(Collected data)
================
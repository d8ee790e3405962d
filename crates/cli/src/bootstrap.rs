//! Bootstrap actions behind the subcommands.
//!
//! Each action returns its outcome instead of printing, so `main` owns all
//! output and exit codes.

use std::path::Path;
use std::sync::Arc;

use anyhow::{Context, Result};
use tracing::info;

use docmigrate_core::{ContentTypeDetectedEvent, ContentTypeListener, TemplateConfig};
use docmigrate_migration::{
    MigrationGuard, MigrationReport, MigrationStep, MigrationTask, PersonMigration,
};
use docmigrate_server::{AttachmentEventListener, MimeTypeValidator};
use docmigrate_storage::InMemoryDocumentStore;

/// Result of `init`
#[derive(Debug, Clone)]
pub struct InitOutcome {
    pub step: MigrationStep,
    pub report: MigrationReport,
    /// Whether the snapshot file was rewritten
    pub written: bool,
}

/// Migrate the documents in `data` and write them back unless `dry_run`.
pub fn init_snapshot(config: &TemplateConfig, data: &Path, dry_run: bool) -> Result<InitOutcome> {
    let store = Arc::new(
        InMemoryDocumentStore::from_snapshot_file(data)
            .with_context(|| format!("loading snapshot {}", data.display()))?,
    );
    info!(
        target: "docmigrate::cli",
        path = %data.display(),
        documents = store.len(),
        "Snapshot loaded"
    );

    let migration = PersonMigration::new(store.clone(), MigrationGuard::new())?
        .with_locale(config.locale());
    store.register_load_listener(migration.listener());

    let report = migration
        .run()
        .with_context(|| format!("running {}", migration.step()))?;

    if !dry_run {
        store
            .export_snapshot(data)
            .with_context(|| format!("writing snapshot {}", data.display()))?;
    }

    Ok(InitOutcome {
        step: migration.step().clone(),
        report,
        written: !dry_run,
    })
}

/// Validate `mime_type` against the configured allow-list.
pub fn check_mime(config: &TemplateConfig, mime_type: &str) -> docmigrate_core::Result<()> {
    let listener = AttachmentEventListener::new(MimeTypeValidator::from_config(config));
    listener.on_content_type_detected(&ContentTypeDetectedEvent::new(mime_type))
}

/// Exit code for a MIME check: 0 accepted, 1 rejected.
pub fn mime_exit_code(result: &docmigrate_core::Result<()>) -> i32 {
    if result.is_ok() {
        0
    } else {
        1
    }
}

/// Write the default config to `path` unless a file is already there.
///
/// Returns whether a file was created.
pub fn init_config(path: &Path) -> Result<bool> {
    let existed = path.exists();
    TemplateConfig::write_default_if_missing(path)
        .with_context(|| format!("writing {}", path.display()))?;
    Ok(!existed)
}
================
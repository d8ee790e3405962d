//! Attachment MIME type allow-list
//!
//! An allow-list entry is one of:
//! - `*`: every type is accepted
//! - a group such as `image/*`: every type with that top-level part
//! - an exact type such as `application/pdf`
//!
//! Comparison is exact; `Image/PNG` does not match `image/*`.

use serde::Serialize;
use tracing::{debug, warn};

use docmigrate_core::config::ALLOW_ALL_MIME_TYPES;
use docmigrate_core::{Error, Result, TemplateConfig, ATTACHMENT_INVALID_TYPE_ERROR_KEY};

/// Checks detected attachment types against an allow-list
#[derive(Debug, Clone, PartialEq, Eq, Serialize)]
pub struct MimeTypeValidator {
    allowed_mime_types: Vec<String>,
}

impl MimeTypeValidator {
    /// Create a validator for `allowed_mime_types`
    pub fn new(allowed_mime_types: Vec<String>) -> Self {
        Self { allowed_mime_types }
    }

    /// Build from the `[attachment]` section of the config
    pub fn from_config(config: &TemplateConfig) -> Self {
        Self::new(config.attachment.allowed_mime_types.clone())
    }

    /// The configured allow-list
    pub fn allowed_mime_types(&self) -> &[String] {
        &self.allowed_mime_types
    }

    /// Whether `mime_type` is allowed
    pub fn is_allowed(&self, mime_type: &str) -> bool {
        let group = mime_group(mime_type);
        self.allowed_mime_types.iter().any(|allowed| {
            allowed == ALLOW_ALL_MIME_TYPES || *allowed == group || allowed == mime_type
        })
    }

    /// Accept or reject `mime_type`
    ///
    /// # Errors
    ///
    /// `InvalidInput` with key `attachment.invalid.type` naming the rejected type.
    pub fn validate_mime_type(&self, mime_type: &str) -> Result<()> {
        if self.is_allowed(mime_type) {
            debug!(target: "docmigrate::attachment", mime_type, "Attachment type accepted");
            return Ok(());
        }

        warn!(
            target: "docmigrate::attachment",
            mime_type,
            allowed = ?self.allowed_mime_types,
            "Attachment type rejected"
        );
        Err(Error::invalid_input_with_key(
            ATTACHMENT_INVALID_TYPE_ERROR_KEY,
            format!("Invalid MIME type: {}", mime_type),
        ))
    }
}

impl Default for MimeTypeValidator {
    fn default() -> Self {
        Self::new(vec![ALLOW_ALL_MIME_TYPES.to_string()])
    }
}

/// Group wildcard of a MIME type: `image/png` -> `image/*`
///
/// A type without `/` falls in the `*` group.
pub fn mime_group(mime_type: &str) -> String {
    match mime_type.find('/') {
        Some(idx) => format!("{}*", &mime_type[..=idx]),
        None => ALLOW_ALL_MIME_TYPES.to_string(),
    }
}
================
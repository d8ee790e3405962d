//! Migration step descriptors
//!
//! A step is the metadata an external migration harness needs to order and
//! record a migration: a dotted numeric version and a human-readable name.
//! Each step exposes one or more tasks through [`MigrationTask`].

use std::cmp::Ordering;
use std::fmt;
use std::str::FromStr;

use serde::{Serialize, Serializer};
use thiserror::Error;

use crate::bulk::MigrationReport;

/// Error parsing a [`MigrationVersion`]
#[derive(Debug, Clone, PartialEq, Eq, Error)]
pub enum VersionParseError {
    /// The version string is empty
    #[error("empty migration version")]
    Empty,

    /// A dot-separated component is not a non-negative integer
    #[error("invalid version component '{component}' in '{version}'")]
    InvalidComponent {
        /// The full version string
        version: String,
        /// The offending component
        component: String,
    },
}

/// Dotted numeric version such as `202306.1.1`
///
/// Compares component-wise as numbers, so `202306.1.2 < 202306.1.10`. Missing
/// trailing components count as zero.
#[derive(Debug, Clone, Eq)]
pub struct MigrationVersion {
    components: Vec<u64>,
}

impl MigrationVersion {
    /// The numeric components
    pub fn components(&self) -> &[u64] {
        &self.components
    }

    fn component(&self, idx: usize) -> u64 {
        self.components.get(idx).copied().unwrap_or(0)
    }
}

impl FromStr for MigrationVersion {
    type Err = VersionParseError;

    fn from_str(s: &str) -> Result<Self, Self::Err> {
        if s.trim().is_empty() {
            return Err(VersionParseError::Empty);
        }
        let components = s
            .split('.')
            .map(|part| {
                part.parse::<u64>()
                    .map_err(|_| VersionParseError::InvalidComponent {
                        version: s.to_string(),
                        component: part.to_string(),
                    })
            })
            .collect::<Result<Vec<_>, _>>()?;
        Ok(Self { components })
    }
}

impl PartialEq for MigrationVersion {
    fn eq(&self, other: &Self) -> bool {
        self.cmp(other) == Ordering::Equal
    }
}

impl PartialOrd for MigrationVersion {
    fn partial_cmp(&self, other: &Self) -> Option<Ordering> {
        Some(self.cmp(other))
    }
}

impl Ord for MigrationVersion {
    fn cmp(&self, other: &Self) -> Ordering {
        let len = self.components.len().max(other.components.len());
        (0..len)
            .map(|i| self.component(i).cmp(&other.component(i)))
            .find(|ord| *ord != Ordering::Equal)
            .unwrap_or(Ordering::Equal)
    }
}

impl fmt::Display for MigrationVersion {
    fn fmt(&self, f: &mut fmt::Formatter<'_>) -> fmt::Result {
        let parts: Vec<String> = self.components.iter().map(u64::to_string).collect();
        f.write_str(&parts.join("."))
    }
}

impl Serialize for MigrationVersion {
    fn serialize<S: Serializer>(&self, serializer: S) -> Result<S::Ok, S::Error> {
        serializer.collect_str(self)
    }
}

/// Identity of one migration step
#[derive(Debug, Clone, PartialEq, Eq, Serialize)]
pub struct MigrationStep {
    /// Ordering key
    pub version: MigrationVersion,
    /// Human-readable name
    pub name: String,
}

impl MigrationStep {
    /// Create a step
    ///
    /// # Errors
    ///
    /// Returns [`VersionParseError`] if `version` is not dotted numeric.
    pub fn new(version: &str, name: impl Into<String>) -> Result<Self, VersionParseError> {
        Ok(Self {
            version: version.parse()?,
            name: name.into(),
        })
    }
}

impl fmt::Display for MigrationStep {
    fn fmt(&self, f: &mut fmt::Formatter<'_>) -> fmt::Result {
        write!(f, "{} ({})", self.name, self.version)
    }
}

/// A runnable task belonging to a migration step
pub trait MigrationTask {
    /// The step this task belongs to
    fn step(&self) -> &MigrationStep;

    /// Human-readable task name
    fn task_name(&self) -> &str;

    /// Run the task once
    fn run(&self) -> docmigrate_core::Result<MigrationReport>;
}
================
Task statement:
The lines to extract from the data above begin with the line containing "Each action returns" and end with the line containing "use docmigrate_storage::InMemoryDocumentStore;". Extract them exactly, including both.

Exercise response:
//! Each action returns its outcome instead of printing, so `main` owns all
//! output and exit codes.

use std::path::Path;
use std::sync::Arc;

use anyhow::{Context, Result};
use tracing::info;

use docmigrate_core::{ContentTypeDetectedEvent, ContentTypeListener, TemplateConfig};
use docmigrate_migration::{
    MigrationGuard, MigrationReport, MigrationStep, MigrationTask, PersonMigration,
};
use docmigrate_server::{AttachmentEventListener, MimeTypeValidator};
use docmigrate_storage::InMemoryDocumentStore;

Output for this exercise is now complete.